Stored data:
****************************************

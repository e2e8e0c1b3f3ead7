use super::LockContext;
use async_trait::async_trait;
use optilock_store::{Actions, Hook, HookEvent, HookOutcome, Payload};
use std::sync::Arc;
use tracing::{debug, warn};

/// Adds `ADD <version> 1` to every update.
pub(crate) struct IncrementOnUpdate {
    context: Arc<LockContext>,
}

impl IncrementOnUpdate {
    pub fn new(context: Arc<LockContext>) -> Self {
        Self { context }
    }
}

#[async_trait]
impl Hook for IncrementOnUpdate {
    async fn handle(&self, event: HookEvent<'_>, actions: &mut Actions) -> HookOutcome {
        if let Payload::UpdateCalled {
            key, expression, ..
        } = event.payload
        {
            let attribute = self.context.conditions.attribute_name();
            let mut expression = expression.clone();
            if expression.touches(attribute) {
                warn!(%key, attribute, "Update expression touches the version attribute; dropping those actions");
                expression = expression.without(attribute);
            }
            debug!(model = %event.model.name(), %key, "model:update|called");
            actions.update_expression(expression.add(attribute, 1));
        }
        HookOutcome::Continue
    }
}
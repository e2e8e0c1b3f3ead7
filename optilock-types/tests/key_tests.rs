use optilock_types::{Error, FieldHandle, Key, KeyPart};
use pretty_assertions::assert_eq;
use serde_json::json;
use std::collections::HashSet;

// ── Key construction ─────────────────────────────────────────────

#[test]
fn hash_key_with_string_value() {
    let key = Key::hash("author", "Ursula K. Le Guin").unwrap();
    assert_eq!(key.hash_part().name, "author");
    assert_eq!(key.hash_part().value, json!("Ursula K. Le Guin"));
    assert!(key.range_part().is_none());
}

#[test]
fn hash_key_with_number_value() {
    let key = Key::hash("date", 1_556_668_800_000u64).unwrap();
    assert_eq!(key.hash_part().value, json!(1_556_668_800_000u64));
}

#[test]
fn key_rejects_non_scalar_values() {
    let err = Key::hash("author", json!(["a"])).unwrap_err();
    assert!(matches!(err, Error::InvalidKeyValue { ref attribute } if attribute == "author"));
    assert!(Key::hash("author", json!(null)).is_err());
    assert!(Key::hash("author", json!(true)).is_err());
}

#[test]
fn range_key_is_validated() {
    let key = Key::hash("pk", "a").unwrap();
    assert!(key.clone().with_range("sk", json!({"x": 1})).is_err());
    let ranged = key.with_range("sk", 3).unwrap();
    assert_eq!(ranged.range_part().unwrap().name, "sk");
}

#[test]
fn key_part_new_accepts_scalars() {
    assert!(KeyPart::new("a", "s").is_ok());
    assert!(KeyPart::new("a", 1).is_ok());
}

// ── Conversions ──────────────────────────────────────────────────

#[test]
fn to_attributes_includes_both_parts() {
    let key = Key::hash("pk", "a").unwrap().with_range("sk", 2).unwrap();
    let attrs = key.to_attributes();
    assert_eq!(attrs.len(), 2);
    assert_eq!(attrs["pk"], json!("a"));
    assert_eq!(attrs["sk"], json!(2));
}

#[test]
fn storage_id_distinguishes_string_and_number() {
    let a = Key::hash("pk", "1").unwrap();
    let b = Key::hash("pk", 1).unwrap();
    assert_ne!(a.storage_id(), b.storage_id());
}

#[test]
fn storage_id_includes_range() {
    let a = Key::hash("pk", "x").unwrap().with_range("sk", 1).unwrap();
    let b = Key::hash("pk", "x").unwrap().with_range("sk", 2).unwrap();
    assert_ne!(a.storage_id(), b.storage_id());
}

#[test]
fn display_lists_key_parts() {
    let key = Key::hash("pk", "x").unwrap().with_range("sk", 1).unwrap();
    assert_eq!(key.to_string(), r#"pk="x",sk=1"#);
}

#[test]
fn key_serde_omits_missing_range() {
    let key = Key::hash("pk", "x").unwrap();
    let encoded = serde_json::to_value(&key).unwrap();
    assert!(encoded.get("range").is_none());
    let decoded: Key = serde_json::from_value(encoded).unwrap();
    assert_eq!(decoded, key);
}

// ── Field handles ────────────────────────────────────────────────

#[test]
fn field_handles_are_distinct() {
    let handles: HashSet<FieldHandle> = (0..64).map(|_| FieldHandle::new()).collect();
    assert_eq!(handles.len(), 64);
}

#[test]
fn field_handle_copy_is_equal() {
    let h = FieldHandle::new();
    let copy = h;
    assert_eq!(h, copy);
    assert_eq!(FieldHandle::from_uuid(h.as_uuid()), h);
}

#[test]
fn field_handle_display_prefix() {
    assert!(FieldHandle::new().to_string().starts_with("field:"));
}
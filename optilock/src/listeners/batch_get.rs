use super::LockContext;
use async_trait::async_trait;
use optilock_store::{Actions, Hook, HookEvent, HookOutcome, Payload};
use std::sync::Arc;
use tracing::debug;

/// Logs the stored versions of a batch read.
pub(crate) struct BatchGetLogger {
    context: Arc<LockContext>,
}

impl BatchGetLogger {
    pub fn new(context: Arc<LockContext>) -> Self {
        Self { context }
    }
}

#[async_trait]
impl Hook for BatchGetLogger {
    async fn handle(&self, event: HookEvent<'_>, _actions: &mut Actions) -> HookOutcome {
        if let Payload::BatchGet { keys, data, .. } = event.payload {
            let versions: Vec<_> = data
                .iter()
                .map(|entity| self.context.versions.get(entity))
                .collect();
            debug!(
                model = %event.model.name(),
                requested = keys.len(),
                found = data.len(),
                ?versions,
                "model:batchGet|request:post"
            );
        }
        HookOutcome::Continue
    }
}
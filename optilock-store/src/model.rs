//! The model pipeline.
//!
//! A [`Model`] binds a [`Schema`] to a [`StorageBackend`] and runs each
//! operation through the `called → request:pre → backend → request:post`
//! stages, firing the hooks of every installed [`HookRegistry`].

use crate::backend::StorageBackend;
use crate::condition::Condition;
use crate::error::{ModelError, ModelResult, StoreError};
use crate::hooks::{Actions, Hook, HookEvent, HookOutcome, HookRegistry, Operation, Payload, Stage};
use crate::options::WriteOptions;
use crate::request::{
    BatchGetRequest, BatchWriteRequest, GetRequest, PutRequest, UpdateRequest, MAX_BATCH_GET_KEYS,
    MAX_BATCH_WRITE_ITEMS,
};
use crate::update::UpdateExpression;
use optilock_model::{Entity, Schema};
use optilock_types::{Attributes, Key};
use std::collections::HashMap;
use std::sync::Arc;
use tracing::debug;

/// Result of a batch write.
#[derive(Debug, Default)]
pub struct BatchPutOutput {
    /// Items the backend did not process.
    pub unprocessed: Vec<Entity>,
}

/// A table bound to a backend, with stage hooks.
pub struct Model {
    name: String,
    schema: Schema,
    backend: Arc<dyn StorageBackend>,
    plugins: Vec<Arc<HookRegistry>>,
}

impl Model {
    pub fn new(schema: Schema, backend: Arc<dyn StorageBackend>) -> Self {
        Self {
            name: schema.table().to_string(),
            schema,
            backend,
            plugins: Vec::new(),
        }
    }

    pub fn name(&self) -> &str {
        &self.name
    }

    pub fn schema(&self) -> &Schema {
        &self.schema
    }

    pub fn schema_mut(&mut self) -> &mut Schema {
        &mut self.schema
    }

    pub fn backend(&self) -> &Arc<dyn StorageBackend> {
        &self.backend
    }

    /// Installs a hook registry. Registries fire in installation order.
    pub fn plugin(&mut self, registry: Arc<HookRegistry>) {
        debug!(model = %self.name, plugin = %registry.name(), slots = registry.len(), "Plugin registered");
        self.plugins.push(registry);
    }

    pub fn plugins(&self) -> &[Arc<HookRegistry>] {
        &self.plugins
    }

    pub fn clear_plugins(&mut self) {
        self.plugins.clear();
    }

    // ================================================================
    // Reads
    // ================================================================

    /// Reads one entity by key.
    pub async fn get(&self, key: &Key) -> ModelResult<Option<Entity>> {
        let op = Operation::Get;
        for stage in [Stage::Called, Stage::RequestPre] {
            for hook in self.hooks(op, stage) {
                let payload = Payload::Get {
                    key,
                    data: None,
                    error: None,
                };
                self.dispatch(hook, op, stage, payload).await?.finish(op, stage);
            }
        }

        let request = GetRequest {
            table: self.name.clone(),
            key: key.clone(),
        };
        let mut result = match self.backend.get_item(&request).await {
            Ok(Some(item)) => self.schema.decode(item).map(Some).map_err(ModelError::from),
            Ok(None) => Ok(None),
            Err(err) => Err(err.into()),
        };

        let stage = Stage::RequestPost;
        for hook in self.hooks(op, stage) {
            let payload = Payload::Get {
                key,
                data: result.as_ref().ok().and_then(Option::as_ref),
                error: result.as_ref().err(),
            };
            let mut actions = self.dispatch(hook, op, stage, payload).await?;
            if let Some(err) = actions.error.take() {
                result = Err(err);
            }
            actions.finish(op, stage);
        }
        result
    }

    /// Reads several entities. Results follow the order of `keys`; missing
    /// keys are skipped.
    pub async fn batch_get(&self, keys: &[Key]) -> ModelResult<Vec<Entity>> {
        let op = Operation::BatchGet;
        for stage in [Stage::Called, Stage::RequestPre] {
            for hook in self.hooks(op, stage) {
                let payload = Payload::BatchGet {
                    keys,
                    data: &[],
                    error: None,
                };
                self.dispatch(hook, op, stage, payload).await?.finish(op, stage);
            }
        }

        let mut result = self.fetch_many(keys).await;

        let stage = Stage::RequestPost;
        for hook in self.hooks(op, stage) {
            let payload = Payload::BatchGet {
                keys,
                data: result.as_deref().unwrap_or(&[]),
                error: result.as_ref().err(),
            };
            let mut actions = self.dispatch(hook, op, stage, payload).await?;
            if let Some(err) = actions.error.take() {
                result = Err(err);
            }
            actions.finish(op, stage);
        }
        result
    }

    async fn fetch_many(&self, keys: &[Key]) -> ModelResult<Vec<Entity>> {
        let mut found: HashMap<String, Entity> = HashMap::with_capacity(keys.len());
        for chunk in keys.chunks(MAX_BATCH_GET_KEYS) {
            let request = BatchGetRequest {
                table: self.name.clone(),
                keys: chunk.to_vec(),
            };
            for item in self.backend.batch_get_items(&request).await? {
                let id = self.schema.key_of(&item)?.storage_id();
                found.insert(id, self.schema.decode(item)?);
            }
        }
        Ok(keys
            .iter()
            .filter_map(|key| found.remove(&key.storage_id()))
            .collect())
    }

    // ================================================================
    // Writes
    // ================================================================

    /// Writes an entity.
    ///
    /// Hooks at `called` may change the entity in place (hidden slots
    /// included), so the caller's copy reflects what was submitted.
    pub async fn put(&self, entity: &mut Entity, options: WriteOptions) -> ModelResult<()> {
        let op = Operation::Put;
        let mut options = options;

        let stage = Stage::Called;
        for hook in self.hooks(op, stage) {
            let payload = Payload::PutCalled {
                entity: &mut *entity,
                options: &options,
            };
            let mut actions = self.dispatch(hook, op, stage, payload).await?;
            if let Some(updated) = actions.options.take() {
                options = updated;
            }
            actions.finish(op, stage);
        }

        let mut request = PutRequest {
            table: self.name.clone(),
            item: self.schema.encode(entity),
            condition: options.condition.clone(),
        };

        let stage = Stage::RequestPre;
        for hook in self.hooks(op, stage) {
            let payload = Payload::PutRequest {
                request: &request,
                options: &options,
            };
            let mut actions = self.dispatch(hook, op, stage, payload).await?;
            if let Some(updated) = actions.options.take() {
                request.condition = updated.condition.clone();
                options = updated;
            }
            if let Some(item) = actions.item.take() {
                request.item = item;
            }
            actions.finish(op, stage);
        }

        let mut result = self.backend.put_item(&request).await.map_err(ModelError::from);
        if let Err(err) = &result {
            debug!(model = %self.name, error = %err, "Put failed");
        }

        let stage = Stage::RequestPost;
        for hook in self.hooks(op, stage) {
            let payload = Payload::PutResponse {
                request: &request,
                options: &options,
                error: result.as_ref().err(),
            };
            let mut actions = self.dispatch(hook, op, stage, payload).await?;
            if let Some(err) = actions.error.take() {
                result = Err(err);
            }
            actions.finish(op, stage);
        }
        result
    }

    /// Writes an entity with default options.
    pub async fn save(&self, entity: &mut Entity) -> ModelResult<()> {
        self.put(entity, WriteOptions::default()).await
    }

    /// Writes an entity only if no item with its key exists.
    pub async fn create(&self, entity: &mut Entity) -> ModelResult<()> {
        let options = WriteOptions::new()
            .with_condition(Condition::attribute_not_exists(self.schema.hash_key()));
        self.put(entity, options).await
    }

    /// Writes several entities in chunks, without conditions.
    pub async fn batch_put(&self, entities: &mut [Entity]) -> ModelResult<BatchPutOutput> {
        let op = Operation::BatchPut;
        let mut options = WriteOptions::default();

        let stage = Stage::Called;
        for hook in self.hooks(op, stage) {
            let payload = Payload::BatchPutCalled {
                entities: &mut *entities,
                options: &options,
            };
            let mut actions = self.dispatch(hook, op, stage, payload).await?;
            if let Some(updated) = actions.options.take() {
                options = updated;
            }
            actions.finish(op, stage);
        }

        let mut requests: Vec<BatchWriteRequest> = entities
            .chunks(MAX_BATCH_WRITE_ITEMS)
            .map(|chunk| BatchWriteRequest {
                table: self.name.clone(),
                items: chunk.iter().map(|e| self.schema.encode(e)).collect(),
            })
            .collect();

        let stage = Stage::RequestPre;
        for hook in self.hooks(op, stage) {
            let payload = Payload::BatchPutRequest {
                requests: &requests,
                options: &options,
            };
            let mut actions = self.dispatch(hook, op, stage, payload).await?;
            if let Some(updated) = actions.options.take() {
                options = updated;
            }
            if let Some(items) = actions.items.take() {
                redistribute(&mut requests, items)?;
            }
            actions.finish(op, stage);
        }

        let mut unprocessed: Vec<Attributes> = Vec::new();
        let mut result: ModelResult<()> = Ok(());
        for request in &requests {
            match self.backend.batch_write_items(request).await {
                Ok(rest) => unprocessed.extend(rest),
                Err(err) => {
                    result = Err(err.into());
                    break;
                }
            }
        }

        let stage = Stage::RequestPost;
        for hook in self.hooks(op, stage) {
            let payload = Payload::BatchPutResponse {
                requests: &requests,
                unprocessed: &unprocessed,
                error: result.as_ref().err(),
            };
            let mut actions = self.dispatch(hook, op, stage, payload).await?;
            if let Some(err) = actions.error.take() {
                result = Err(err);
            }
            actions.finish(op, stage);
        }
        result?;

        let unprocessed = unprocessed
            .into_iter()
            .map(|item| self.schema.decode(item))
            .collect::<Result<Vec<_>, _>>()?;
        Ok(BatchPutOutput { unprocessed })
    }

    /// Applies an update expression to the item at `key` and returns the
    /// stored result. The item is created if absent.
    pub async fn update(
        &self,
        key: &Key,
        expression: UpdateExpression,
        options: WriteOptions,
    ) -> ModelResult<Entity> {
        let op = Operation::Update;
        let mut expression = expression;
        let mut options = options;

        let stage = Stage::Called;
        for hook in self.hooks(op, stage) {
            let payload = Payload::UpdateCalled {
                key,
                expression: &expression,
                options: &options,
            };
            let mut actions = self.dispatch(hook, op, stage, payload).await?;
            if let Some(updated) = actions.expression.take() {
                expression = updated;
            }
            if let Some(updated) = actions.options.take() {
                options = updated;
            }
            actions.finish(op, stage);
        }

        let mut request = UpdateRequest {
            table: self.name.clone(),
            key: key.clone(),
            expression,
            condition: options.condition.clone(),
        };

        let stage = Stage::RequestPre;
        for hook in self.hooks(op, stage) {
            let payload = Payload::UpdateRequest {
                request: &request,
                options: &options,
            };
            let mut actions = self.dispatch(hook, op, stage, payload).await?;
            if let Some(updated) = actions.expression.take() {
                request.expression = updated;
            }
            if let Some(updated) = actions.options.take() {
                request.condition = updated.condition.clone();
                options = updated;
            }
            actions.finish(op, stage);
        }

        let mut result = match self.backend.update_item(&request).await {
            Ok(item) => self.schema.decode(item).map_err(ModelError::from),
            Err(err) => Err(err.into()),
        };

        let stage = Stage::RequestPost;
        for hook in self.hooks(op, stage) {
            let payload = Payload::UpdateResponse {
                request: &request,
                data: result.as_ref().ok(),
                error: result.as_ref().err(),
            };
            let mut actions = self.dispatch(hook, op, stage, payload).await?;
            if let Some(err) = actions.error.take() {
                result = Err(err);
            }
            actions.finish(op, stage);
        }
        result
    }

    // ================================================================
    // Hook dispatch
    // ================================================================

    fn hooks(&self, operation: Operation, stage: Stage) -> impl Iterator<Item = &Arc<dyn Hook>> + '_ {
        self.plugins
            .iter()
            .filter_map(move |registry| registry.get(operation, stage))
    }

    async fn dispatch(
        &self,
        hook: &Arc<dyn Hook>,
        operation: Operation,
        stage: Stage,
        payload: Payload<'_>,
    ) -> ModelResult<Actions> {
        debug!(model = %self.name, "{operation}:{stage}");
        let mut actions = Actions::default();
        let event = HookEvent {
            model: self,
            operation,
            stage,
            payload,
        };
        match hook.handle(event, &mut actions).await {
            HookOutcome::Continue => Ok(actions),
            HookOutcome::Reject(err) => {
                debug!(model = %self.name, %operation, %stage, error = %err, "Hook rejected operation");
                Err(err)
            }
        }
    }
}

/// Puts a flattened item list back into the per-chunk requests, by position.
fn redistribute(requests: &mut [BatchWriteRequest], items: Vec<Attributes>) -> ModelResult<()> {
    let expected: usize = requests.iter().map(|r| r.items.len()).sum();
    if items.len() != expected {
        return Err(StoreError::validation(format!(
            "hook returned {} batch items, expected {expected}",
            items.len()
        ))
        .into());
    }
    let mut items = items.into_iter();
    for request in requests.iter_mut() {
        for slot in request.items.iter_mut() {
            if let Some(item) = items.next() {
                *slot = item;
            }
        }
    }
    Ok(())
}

****************************************

--- Work to complete ---
Examine the records and pull out every line where the string "StorageBackend" occurs.

--- Answer ---
//! A [`Model`] binds a [`Schema`] to a [`StorageBackend`] and runs each
use crate::backend::StorageBackend;
    backend: Arc<dyn StorageBackend>,
    pub fn new(schema: Schema, backend: Arc<dyn StorageBackend>) -> Self {
    pub fn backend(&self) -> &Arc<dyn StorageBackend> {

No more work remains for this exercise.